Clinical utility of investigations in triple-negative thrombocytosis: A real-world, multicentre evaluation of UK practice.
Godfrey AL., Sousos N., Frewin R., Prahladan M., Green AC., McGregor A., Khan A., Milne K., Amin F., Torre E., Gudgin EJ., Lambert J., Wilson AJ., Royston D., Harrison CN., Mead AJ.

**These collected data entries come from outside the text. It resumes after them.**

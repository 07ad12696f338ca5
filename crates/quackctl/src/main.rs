//! Quack Control - CLI client for the Quack assistant daemon.
//!
//! Provides user interface to ask, teach, and check on the duck.

mod client;
mod commands;

use anyhow::Result;
use clap::{Parser, Subcommand};

#[derive(Parser)]
#[command(name = "quackctl")]
#[command(about = "Quack Assistant - ask the duck", long_about = None)]
#[command(version)]
struct Cli {
    /// Daemon address (host:port)
    #[arg(long, global = true)]
    addr: Option<String>,

    #[command(subcommand)]
    command: Commands,
}

#[derive(Subcommand)]
enum Commands {
    /// Ask the assistant a question
    Ask {
        /// The prompt to send
        prompt: String,
    },

    /// Teach the assistant a new prompt/answer pair
    Learn {
        /// Prompt to recognize
        prompt: String,

        /// Answer to give for it
        answer: String,
    },

    /// Show daemon health
    Status,
}

#[tokio::main]
async fn main() -> Result<()> {
    let cli = Cli::parse();
    let client = client::QuackClient::new(cli.addr.as_deref())?;

    match cli.command {
        Commands::Ask { prompt } => commands::ask(&client, &prompt).await,
        Commands::Learn { prompt, answer } => commands::learn(&client, prompt, answer).await,
        Commands::Status => commands::status(&client).await,
    }
}
//! Prompt vectorization.
//!
//! Turns free text into a sparse bag-of-words term-frequency map for
//! similarity scoring. Case and punctuation are normalized away, and
//! stopwords are dropped before counting because articles and wh-words
//! carry no signal when matching one short prompt against another.

use std::collections::HashMap;

/// Words ignored when vectorizing prompts.
const STOPWORDS: &[&str] = &[
    "a", "an", "the", "is", "are", "am", "was", "were", "be", "been", "being", "and", "or", "but",
    "what", "which", "who", "whom", "where", "when", "why", "how",
];

/// Check if a token is a vectorizer stopword.
pub fn is_stopword(token: &str) -> bool {
    STOPWORDS.contains(&token)
}

/// Vectorize text into a term-frequency map.
///
/// Lower-cases the input, splits on runs of non-word characters, drops
/// stopwords, and counts the surviving tokens. Empty and all-stopword
/// input both yield an empty map.
pub fn vectorize(text: &str) -> HashMap<String, u32> {
    let mut terms: HashMap<String, u32> = HashMap::new();
    for token in text
        .to_lowercase()
        .split(|c: char| !c.is_alphanumeric() && c != '_')
        .filter(|t| !t.is_empty() && !is_stopword(t))
    {
        *terms.entry(token.to_string()).or_insert(0) += 1;
    }
    terms
}
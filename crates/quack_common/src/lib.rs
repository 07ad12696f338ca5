//! Shared types for the Quack assistant.
//!
//! Request and response shapes exchanged between the `quackd` daemon and
//! its clients, kept in one place so both sides agree on the wire format.

pub mod rpc;

pub use rpc::{
    AnswerSource, HealthResponse, LearnRequest, LearnResponse, PromptRequest, PromptResponse,
};

/// Default address the daemon listens on (loopback only).
pub const DEFAULT_LISTEN_ADDR: &str = "127.0.0.1:7843";
//! External content sources: encyclopedia summaries, jokes, book lookups.
//!
//! One [`WebSearcher`] owns the HTTP client and the shared outbound rate
//! limiter. Every fetch is a single attempt with no retries; transport
//! errors, bad statuses, unparseable payloads, and missing fields all
//! degrade to `None` at the [`WebSearcher::search`] boundary, so "nothing
//! found" and "the network failed" look the same to the caller.

use crate::classifier::Intent;
use crate::config::WebConfig;
use crate::rate_limit::RateLimiter;
use anyhow::{Context, Result};
use serde_json::Value;
use std::time::Duration;
use tracing::debug;

/// Words dropped when shaping a prompt into a lookup topic.
const TOPIC_STOPWORDS: &[&str] = &[
    "what", "who", "where", "when", "is", "are", "the", "a", "an", "of", "in", "on",
];

/// Errors at the fetch boundary. These never escape `search`.
#[derive(Debug, thiserror::Error)]
enum FetchError {
    #[error("request failed: {0}")]
    Http(#[from] reqwest::Error),

    #[error("unexpected status {0}")]
    Status(reqwest::StatusCode),
}

/// Rate-limited client for the three external answer sources.
pub struct WebSearcher {
    http: reqwest::Client,
    limiter: RateLimiter,
    cfg: WebConfig,
}

impl WebSearcher {
    pub fn new(cfg: WebConfig) -> Result<Self> {
        let http = reqwest::Client::builder()
            .user_agent(&cfg.user_agent)
            .connect_timeout(Duration::from_millis(cfg.connect_timeout_ms))
            .timeout(Duration::from_millis(cfg.request_timeout_ms))
            .build()
            .context("failed to build HTTP client")?;
        let limiter = RateLimiter::new(Duration::from_millis(cfg.min_request_interval_ms));
        Ok(Self { http, limiter, cfg })
    }

    /// Fetch an answer for `intent`, or `None` when the source has nothing
    /// or anything goes wrong along the way.
    ///
    /// `Joke` ignores the prompt entirely. `Book` and `Knowledge` shape it
    /// into a lookup topic first and skip the network when nothing
    /// survives sanitization.
    pub async fn search(&self, intent: Intent, prompt: &str) -> Option<String> {
        let outcome = match intent {
            Intent::Joke => self.fetch_joke().await,
            Intent::Book => match sanitize_topic(prompt) {
                Some(topic) => self.fetch_book(&topic).await,
                None => return None,
            },
            Intent::Knowledge => match sanitize_topic(prompt) {
                Some(topic) => self.fetch_wiki_summary(&topic).await,
                None => return None,
            },
            Intent::Unknown => return None,
        };

        match outcome {
            Ok(answer) => answer,
            Err(e) => {
                debug!("External fetch failed, degrading to no answer: {}", e);
                None
            }
        }
    }

    async fn fetch_wiki_summary(&self, topic: &str) -> Result<Option<String>, FetchError> {
        let url = format!("{}{}", self.cfg.wiki_summary_url, urlencoding::encode(topic));
        let doc = self.get_json(&url).await?;
        Ok(render_wiki_summary(topic, &doc))
    }

    async fn fetch_joke(&self) -> Result<Option<String>, FetchError> {
        let doc = self.get_json(&self.cfg.joke_url).await?;
        Ok(render_joke(&doc))
    }

    async fn fetch_book(&self, topic: &str) -> Result<Option<String>, FetchError> {
        let url = format!(
            "{}{}&limit=1",
            self.cfg.book_search_url,
            urlencoding::encode(topic)
        );
        let doc = self.get_json(&url).await?;
        Ok(render_book(&doc, &self.cfg.book_cover_url))
    }

    /// GET `url` and parse the body as JSON. Rate-limited.
    async fn get_json(&self, url: &str) -> Result<Value, FetchError> {
        self.limiter.acquire().await;

        debug!("Fetching {}", url);
        let response = self.http.get(url).send().await?;
        if !response.status().is_success() {
            return Err(FetchError::Status(response.status()));
        }
        Ok(response.json().await?)
    }
}

/// Shape a prompt into an encyclopedia/book lookup key.
///
/// Keeps ASCII alphanumerics, parentheses and whitespace, drops question
/// stopwords, Title_Cases the remaining words and joins them with
/// underscores. Returns `None` when nothing survives.
fn sanitize_topic(prompt: &str) -> Option<String> {
    let cleaned: String = prompt
        .to_lowercase()
        .chars()
        .filter(|c| c.is_ascii_alphanumeric() || *c == '(' || *c == ')' || c.is_whitespace())
        .collect();

    let topic = cleaned
        .split_whitespace()
        .filter(|w| !TOPIC_STOPWORDS.contains(w))
        .map(capitalize)
        .collect::<Vec<_>>()
        .join("_");

    if topic.is_empty() {
        None
    } else {
        Some(topic)
    }
}

fn capitalize(word: &str) -> String {
    let mut chars = word.chars();
    match chars.next() {
        Some(first) => first.to_uppercase().collect::<String>() + chars.as_str(),
        None => String::new(),
    }
}

/// Markdown for an encyclopedia summary payload: the extract, then image,
/// article link and license line when present. `None` when the extract is
/// missing or blank.
fn render_wiki_summary(topic: &str, doc: &Value) -> Option<String> {
    let extract = doc.get("extract").and_then(Value::as_str).unwrap_or("");
    if extract.trim().is_empty() {
        return None;
    }

    let image_url = doc
        .pointer("/originalimage/source")
        .and_then(Value::as_str)
        .unwrap_or("");
    let page_url = doc
        .pointer("/content_urls/desktop/page")
        .and_then(Value::as_str)
        .unwrap_or("");

    let mut result = String::from(extract);
    if !image_url.is_empty() {
        result.push_str(&format!("<br>![{}]({})", topic, image_url));
    }
    if !page_url.is_empty() {
        result.push_str(&format!("<br>Source: [Wikipedia Article]({})", page_url));
    }
    result.push_str("<br>*(Information from Wikipedia, CC BY-SA 3.0)*");
    Some(result)
}

/// Markdown for a joke payload: single jokes verbatim, two-part jokes as
/// setup and delivery on separate lines, both with the attribution line.
/// `None` for any other shape.
fn render_joke(doc: &Value) -> Option<String> {
    let joke = match doc.get("type").and_then(Value::as_str) {
        Some("single") => doc.get("joke").and_then(Value::as_str)?.to_string(),
        Some("twopart") => {
            let setup = doc.get("setup").and_then(Value::as_str).unwrap_or("");
            let delivery = doc.get("delivery").and_then(Value::as_str).unwrap_or("");
            format!("{}<br>{}", setup, delivery)
        }
        _ => return None,
    };
    Some(format!("{}<br>*(Joke from JokeAPI, free to use)*", joke))
}

/// Markdown for the first book hit: title heading, then author, year,
/// cover and source link when present, plus the attribution line. `None`
/// when there are no hits or the first has no title.
fn render_book(doc: &Value, cover_base_url: &str) -> Option<String> {
    let book = doc.get("docs").and_then(Value::as_array)?.first()?;

    let title = book.get("title").and_then(Value::as_str).unwrap_or("");
    if title.trim().is_empty() {
        return None;
    }

    let author = book
        .pointer("/author_name/0")
        .and_then(Value::as_str)
        .unwrap_or("");
    let year = number_or_string(book.get("first_publish_year"));
    let cover_id = number_or_string(book.get("cover_i"));
    let work_key = book.get("key").and_then(Value::as_str).unwrap_or("");

    let mut result = format!("### {}", title);
    if !author.is_empty() {
        result.push_str(&format!("<br>**Author:** {}", author));
    }
    if !year.is_empty() {
        result.push_str(&format!("<br>**First Published:** {}", year));
    }
    if !cover_id.is_empty() {
        result.push_str(&format!(
            "<br>![{} Cover]({}{}-L.jpg)",
            title, cover_base_url, cover_id
        ));
    }
    if !work_key.is_empty() {
        result.push_str(&format!(
            "<br>Source: [Open Library](https://openlibrary.org{})",
            work_key
        ));
    }
    result.push_str("<br>*(Information from Open Library — Free & Open API)*");
    Some(result)
}

/// Stringify a JSON field that the upstream API serves as either a number
/// or a string. Empty string when absent.
fn number_or_string(value: Option<&Value>) -> String {
    match value {
        Some(Value::Number(n)) => n.to_string(),
        Some(Value::String(s)) => s.clone(),
        _ => String::new(),
    }
}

Diagnosis of essential thrombocythaemia (ET) is challenging in patients lacking JAK2/CALR/MPL mutations. In a retrospective evaluation of 320 patients with 'triple-negative thrombocytosis', we assessed utility of bone marrow histology (90.9% of patients) and myeloid gene panel (MGP, 55.6%). Supportive histology ('myeloproliferative neoplasm-definite/probable', 36.8%) was associated with higher platelet counts and varied between centres. 14.6% MGP revealed significant variants: 3.4% JAK2/CALR/MPL and 11.2% other myeloid genes. Final clinical diagnosis was strongly predicted by histology, not MGP. 23.7% received cytoreduction (17.6% under 60 years). Real-world 'triple-negative' ET diagnosis currently depends heavily on histology; we advocate caution in MGP-negative cases and that specific guidelines are needed.